Historical population
| Census | Pop. | Note | %± |
| 1950 | 237 |  | — |
| 1960 | 499 |  | 110.5% |
| 1970 | 535 |  | 7.2% |
| 1980 | 701 |  | 31.0% |
| 1990 | 599 |  | −14.6% |
| 2000 | 644 |  | 7.5% |
| 2010 | 630 |  | −2.2% |
| 2020 | 564 |  | −10.5% |
U.S. Decennial Census

===2010 census===
As of the census of 2010, there were 630 people, 251 households, and 184 families living in the city. The population density was 235.1 PD/sqmi. There were 283 housing units at an average density of 105.6 /sqmi. The racial makeup of the city was 97.46% White, 0.63% Native American, 0.32% Asian, and 1.59% from two or more races.

There were 251 households, of which 29.9% had children under the age of 18 living with them, 57.8% were married couples living together, 10.4% had a female householder with no husband present, 5.2% had a male householder with no wife present, and 26.7% were non-families. 20.3% of all households were made up of individuals, and 8.4% had someone living alone who was 65 years of age or older. The average household size was 2.51 and the average family size was 2.88.

The median age in the city was 41.7 years. 23.2% of residents were under the age of 18; 9% were between the ages of 18 and 24; 21.1% were from 25 to 44; 31.1% were from 45 to 64; and 15.6% were 65 years of age or older. The gender makeup of the city was 48.4% male and 51.6% female.

===2000 census===
As of the census of 2000, there were 644 people, 256 households, and 192 families living in the city. The population density was 261.6 PD/sqmi. There were 284 housing units at an average density of 115.4 /sqmi.

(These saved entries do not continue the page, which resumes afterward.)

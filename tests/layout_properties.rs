use fecore::element::{FiniteElementBase, FiniteElementData};
use rand::{rngs::StdRng, Rng, SeedableRng};
use rlst::Shape;

const SAMPLES: usize = 50;

fn check_partition<const DIM: usize>(data: &FiniteElementData<DIM>) {
    let mut owners = vec![None; data.total_dofs()];
    for entity_dim in 0..=DIM {
        let mut entity_number = 0;
        while let Some(range) = data.entity_dofs(entity_dim, entity_number) {
            for dof in range.clone() {
                assert!(owners[dof].is_none());
                owners[dof] = Some((entity_dim, entity_number, dof - range.start));
            }
            entity_number += 1;
        }
    }
    for (dof, owner) in owners.iter().enumerate() {
        assert_eq!(*owner, data.dof_entity(dof));
        assert!(owner.is_some());
    }
    assert_eq!(data.dof_entity(data.total_dofs()), None);
}

fn check_default_tables<const DIM: usize>(base: &FiniteElementBase<f64, DIM>) {
    let data = base.data();
    for i in 0..data.total_dofs() {
        let (component, index) = base.system_to_component_index(i).unwrap();
        assert_eq!(base.component_to_system_index(component, index).unwrap(), i);
    }
    for i in 0..data.dofs_per_face() {
        let (component, index) = base.face_system_to_component_index(i).unwrap();
        assert_eq!(
            base.face_component_to_system_index(component, index).unwrap(),
            i
        );
    }
}

#[test]
fn test_random_layouts_1d() {
    let mut rng = StdRng::seed_from_u64(0);
    for _ in 0..SAMPLES {
        let v = rng.gen_range(0..4);
        let l = rng.gen_range(0..6);
        let data = FiniteElementData::<1>::new_1d(v, l, 2, 1).unwrap();
        assert_eq!(data.total_dofs(), 2 * v + l);
        assert_eq!(data.dofs_per_face(), v);
        assert_eq!(data.first_line_index(), 2 * v);
        check_partition(&data);

        let base = FiniteElementBase::<f64, 1>::new(data).unwrap();
        assert_eq!(base.constraints().unwrap().shape(), [1, 1]);
        check_default_tables(&base);
    }
}

#[test]
fn test_random_layouts_2d() {
    let mut rng = StdRng::seed_from_u64(1);
    for _ in 0..SAMPLES {
        let v = rng.gen_range(0..3);
        let l = rng.gen_range(0..4);
        let q = rng.gen_range(0..5);
        let data = FiniteElementData::<2>::new_2d(v, l, q, 4, 1).unwrap();
        assert_eq!(data.total_dofs(), 4 * v + 4 * l + q);
        assert_eq!(data.dofs_per_face(), 2 * v + l);
        assert_eq!(data.first_quad_index(), 4 * v + 4 * l);
        assert_eq!(data.first_face_line_index(), 2 * v);
        check_partition(&data);

        let base = FiniteElementBase::<f64, 2>::new(data).unwrap();
        assert_eq!(
            base.constraints().unwrap().shape(),
            [v + 2 * l, 2 * v + l]
        );
        assert_eq!(base.children_per_cell(), 4);
        check_default_tables(&base);
    }
}

#[test]
fn test_random_layouts_3d() {
    let mut rng = StdRng::seed_from_u64(2);
    for _ in 0..SAMPLES {
        let v = rng.gen_range(0..3);
        let l = rng.gen_range(0..3);
        let q = rng.gen_range(0..3);
        let h = rng.gen_range(0..4);
        let data = FiniteElementData::<3>::new_3d(v, l, q, h, 8, 1).unwrap();
        assert_eq!(data.total_dofs(), 8 * v + 12 * l + 6 * q + h);
        assert_eq!(data.dofs_per_face(), 4 * v + 4 * l + q);
        assert_eq!(data.first_hex_index(), 8 * v + 12 * l + 6 * q);
        assert_eq!(data.first_face_quad_index(), 4 * v + 4 * l);
        check_partition(&data);

        let base = FiniteElementBase::<f64, 3>::new(data).unwrap();
        assert_eq!(
            base.constraints().unwrap().shape(),
            [5 * v + 12 * l + 4 * q, 4 * v + 4 * l + q]
        );
        assert_eq!(base.children_per_cell(), 8);
        assert_eq!(base.subfaces_per_face(), 4);
        check_default_tables(&base);
    }
}

#[test]
fn test_equality_is_symmetric() {
    let mut rng = StdRng::seed_from_u64(3);
    for _ in 0..SAMPLES {
        let a = FiniteElementData::<2>::new_2d(
            rng.gen_range(0..2),
            rng.gen_range(0..2),
            rng.gen_range(0..2),
            4,
            1,
        )
        .unwrap();
        let b = FiniteElementData::<2>::new_2d(
            rng.gen_range(0..2),
            rng.gen_range(0..2),
            rng.gen_range(0..2),
            4,
            1,
        )
        .unwrap();
        assert_eq!(a == b, b == a);
        assert_eq!(a, a);
        let base_a = FiniteElementBase::<f64, 2>::new(a).unwrap();
        let base_b = FiniteElementBase::<f64, 2>::new(b).unwrap();
        assert_eq!(base_a == base_b, a == b);
    }
}
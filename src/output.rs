//! CLI output formatting.
//!
//! Output leads with what a reader of the site sees: positional index and
//! title, in menu order. Source and output paths follow as indented context
//! lines so every entry can be traced back to its file.
//!
//! # Output Format
//!
//! ## Check
//!
//! ```text
//! Documents
//! 001 README (index)
//!     Source: README.md
//!     Output: README.html
//! 002 Guide
//!     Source: guide/
//!     001 Setup
//!         Source: guide/setup.md
//!         Output: guide_setup.html
//!
//! Empty directories
//!     empty_dir/
//!
//! 2 pages, index: README.html
//! ```
//!
//! ## Build
//!
//! ```text
//! 001 README → README.html (index)
//! 002 Setup → guide_setup.html
//!
//! Generated 2 pages, 5 assets, 2 search entries
//! Site written to site/
//! ```
//!
//! # Architecture
//!
//! Each command has a `format_*` function (returns `Vec<String>`) for
//! testability and a `print_*` wrapper that writes to stdout. Format functions
//! are pure: no I/O, no side effects.

use crate::assemble::Site;
use crate::generate::{BuildReport, Prepared};
use crate::naming::display_title;
use crate::tree::{DocTree, NodeId, NodeKind};
use std::path::Path;

// ============================================================================
// Shared display helpers
// ============================================================================

/// Format a 1-based positional index as 3-digit zero-padded.
fn format_index(pos: usize) -> String {
    format!("{:0>3}", pos)
}

/// Return indentation string: 4 spaces per depth level.
fn indent(depth: usize) -> String {
    "    ".repeat(depth)
}

fn index_marker(is_index: bool) -> &'static str {
    if is_index { " (index)" } else { "" }
}

/// Path relative to the source root, `/` separated.
fn relative_display(path: &Path, root: &Path) -> String {
    path.strip_prefix(root)
        .unwrap_or(path)
        .to_string_lossy()
        .replace('\\', "/")
}

// ============================================================================
// Check output
// ============================================================================

/// Format the scanned document tree the way it will appear in the menu.
pub fn format_scan_output(prepared: &Prepared) -> Vec<String> {
    let Prepared { tree, site } = prepared;
    let mut lines = vec!["Documents".to_string()];
    let mut empty = Vec::new();
    walk_tree(tree, site, DocTree::ROOT, "", 0, &mut lines, &mut empty);

    if !empty.is_empty() {
        lines.push(String::new());
        lines.push("Empty directories".to_string());
        for dir in empty {
            lines.push(format!("    {}/", dir));
        }
    }

    lines.push(String::new());
    let index = site
        .index_page()
        .map(|p| p.output_file_name.as_str())
        .unwrap_or("-");
    let noun = if site.pages.len() == 1 { "page" } else { "pages" };
    lines.push(format!("{} {}, index: {}", site.pages.len(), noun, index));
    lines
}

fn walk_tree(
    tree: &DocTree,
    site: &Site,
    id: NodeId,
    path: &str,
    depth: usize,
    lines: &mut Vec<String>,
    empty: &mut Vec<String>,
) {
    let mut position = 0;
    for &child in &tree.node(id).children {
        let node = tree.node(child);
        let child_path = if path.is_empty() {
            node.name().to_string()
        } else {
            format!("{}/{}", path, node.name())
        };
        if !node.content_bearing {
            if !node.is_document() {
                empty.push(child_path);
            }
            continue;
        }
        position += 1;
        let pad = indent(depth);
        match &node.kind {
            NodeKind::Directory { name } => {
                lines.push(format!("{}{} {}", pad, format_index(position), display_title(name)));
                lines.push(format!("{}    Source: {}/", pad, child_path));
                walk_tree(tree, site, child, &child_path, depth + 1, lines, empty);
            }
            NodeKind::Document(doc) => {
                let Some(page) = site.page_for(child) else {
                    continue;
                };
                lines.push(format!(
                    "{}{} {}{}",
                    pad,
                    format_index(position),
                    page.title,
                    index_marker(page.is_index)
                ));
                lines.push(format!(
                    "{}    Source: {}",
                    pad,
                    relative_display(&doc.source_path, tree.root_path())
                ));
                lines.push(format!("{}    Output: {}", pad, page.output_file_name));
            }
            NodeKind::Root => {}
        }
    }
}

/// Print check output to stdout.
pub fn print_scan_output(prepared: &Prepared) {
    for line in format_scan_output(prepared) {
        println!("{}", line);
    }
}

// ============================================================================
// Build output
// ============================================================================

/// Format the pages written by a build, in page order, plus a summary.
pub fn format_build_output(report: &BuildReport) -> Vec<String> {
    let mut lines: Vec<String> = report
        .pages
        .iter()
        .enumerate()
        .map(|(i, page)| {
            format!(
                "{} {} \u{2192} {}{}",
                format_index(i + 1),
                page.title,
                page.output,
                index_marker(page.is_index)
            )
        })
        .collect();

    lines.push(String::new());
    lines.push(format!(
        "Generated {} pages, {} assets, {} search entries",
        report.pages.len(),
        report.assets,
        report.search_entries
    ));
    lines.push(format!("Site written to {}", report.target.display()));
    lines
}

/// Print build output to stdout.
pub fn print_build_output(report: &BuildReport) {
    for line in format_build_output(report) {
        println!("{}", line);
    }
}

// ============================================================================
// Tests
// ============================================================================
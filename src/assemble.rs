//! Page assembly.
//!
//! Turns the finalized [`DocTree`] into the ordered list of pages to render.
//! Pages follow the tree's depth-first document order, each one carrying the
//! titles and output file name derived from its source names. Exactly one
//! page is flagged as the index and later duplicated to `index.html`.
//!
//! ## Index selection
//!
//! 1. The first page whose base name or file name equals the requested index
//!    name, ignoring case.
//! 2. Otherwise a `README` in the source root.
//! 3. Otherwise the first page.
//!
//! ## Output names
//!
//! Pages are written flat into the output directory, so two documents may
//! map to the same file (`a/x/intro.md` and `b/x/intro.md` both become
//! `x_intro.html`). Such collisions are reported instead of letting one page
//! overwrite the other. `index.html` is reserved for the index copy.

use crate::naming::{display_title, output_file_name};
use crate::tree::{DocTree, NodeId};
use std::collections::HashMap;
use std::path::PathBuf;
use thiserror::Error;

/// File every site's landing page is duplicated to.
pub const INDEX_FILE_NAME: &str = "index.html";

#[derive(Error, Debug)]
pub enum AssembleError {
    #[error("the document tree has no documents")]
    Empty,
    #[error(
        "{} and {} would both be written to {file_name}",
        .first.display(),
        .second.display()
    )]
    OutputCollision {
        file_name: String,
        first: PathBuf,
        second: PathBuf,
    },
}

/// A document ready to be rendered.
#[derive(Debug, Clone)]
pub struct Page {
    pub node: NodeId,
    pub source_path: PathBuf,
    pub file_name: String,
    pub base_name: String,
    pub parent_dir: Option<String>,
    pub depth: usize,
    /// Menu label, e.g. "Getting Started".
    pub title: String,
    /// Title of the containing directory; empty at the source root.
    pub parent_menu_title: String,
    /// `"{parent_menu_title} - {title}"`. Not unique: `foo-bar` and `foo_bar` share it.
    pub full_title: String,
    pub output_file_name: String,
    pub is_index: bool,
}

/// All pages of the site in render order.
#[derive(Debug, Clone)]
pub struct Site {
    pub pages: Vec<Page>,
    by_node: HashMap<NodeId, usize>,
}

impl Site {
    /// Page assembled from a document node.
    pub fn page_for(&self, node: NodeId) -> Option<&Page> {
        self.by_node.get(&node).map(|&i| &self.pages[i])
    }

    pub fn index_page(&self) -> Option<&Page> {
        self.pages.iter().find(|p| p.is_index)
    }
}

/// Build the page list from a finalized tree.
pub fn assemble(tree: &DocTree, index_name: Option<&str>) -> Result<Site, AssembleError> {
    let mut pages: Vec<Page> = tree
        .documents()
        .iter()
        .filter_map(|&id| {
            let doc = tree.node(id).document()?;
            let title = display_title(&doc.base_name);
            let parent_menu_title = doc.parent_dir.as_deref().map(display_title).unwrap_or_default();
            Some(Page {
                node: id,
                source_path: doc.source_path.clone(),
                file_name: doc.file_name.clone(),
                base_name: doc.base_name.clone(),
                parent_dir: doc.parent_dir.clone(),
                depth: doc.depth,
                full_title: format!("{parent_menu_title} - {title}"),
                title,
                parent_menu_title,
                output_file_name: output_file_name(doc.parent_dir.as_deref(), &doc.base_name),
                is_index: false,
            })
        })
        .collect();

    if pages.is_empty() {
        return Err(AssembleError::Empty);
    }

    let index = select_index(&pages, index_name);
    pages[index].is_index = true;
    check_collisions(&pages)?;

    let by_node = pages.iter().enumerate().map(|(i, p)| (p.node, i)).collect();
    Ok(Site { pages, by_node })
}

/// Position of the index page within `pages`. `pages` must not be empty.
pub fn select_index(pages: &[Page], index_name: Option<&str>) -> usize {
    if let Some(wanted) = index_name.map(str::to_lowercase) {
        let found = pages.iter().position(|p| {
            p.base_name.to_lowercase() == wanted || p.file_name.to_lowercase() == wanted
        });
        if let Some(found) = found {
            return found;
        }
    }
    pages
        .iter()
        .position(|p| p.parent_dir.is_none() && p.base_name.eq_ignore_ascii_case("readme"))
        .unwrap_or(0)
}

fn check_collisions(pages: &[Page]) -> Result<(), AssembleError> {
    let mut taken: HashMap<String, &Page> = HashMap::new();
    if let Some(index) = pages.iter().find(|p| p.is_index) {
        taken.insert(INDEX_FILE_NAME.to_string(), index);
    }
    for page in pages {
        // Case-insensitive filesystems would merge names differing only by case.
        let key = page.output_file_name.to_lowercase();
        if page.is_index && key == INDEX_FILE_NAME {
            continue;
        }
        if let Some(first) = taken.insert(key, page) {
            return Err(AssembleError::OutputCollision {
                file_name: page.output_file_name.clone(),
                first: first.source_path.clone(),
                second: page.source_path.clone(),
            });
        }
    }
    Ok(())
}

The racial makeup of the city was 96.43% White, 1.40% Native American, 0.31% Asian, and 1.86% from two or more races.

There were 256 households, out of which 34.8% had children under the age of 18 living with them, 59.0% were married couples living together, 11.7% had a female householder with no husband present, and 25.0% were non-families. 22.3% of all households were made up of individuals, and 10.5% had someone living alone who was 65 years of age or older. The average household size was 2.52 and the average family size was 2.91.

In the city the population was spread out, with 25.5% under the age of 18, 9.0% from 18 to 24, 28.6% from 25 to 44, 21.7% from 45 to 64, and 15.2% who were 65 years of age or older. The median age was 36 years. For every 100 females there were 92.8 males. For every 100 females age 18 and over, there were 91.2 males.

The median income for a household in the city was $32,813, and the median income for a family was $35,938. Males had a median income of $23,269 versus $17,039 for females. The per capita income for the city was $20,727. About 3.0% of families and 6.7% of the population were below the poverty line, including 12.1% of those under age 18 and 1.7% of those age 65 or over.